BRIEF: For the entries below, the expected answer is the line with "use crate::errors::Result;", the line with "let contents = fs::read_to_string(path.as_ref())?;", and every line between them, exactly as written, and nothing more.

[[ DATA FOR PROCESSING, beginning ]]

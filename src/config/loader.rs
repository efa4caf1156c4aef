// src/config/loader.rs

use std::fs;
use std::path::Path;

use crate::config::model::{FlowConfig, RawFlowConfig};
use crate::errors::Result;

/// Load a configuration file and return the raw, unvalidated `RawFlowConfig`.
///
/// Use [`load_and_validate`] for the checked form.
pub fn load_from_path(path: impl AsRef<Path>) -> Result<RawFlowConfig> {
    let contents = fs::read_to_string(path.as_ref())?;
    let config: RawFlowConfig = toml::from_str(&contents)?;
    Ok(config)
}

/// Load a configuration file from path and validate it.
pub fn load_and_validate(path: impl AsRef<Path>) -> Result<FlowConfig> {
    let raw_config = load_from_path(&path)?;
    let config = FlowConfig::try_from(raw_config)?;
    Ok(config)
}

/// Parse and validate configuration held in memory.
pub fn from_toml_str(contents: &str) -> Result<FlowConfig> {
    let raw: RawFlowConfig = toml::from_str(contents)?;
    FlowConfig::try_from(raw)
}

[[ DATA FOR PROCESSING, end ]]

REPLY:
use crate::errors::Result;

/// Load a configuration file and return the raw, unvalidated `RawFlowConfig`.
///
/// Use [`load_and_validate`] for the checked form.
pub fn load_from_path(path: impl AsRef<Path>) -> Result<RawFlowConfig> {
    let contents = fs::read_to_string(path.as_ref())?;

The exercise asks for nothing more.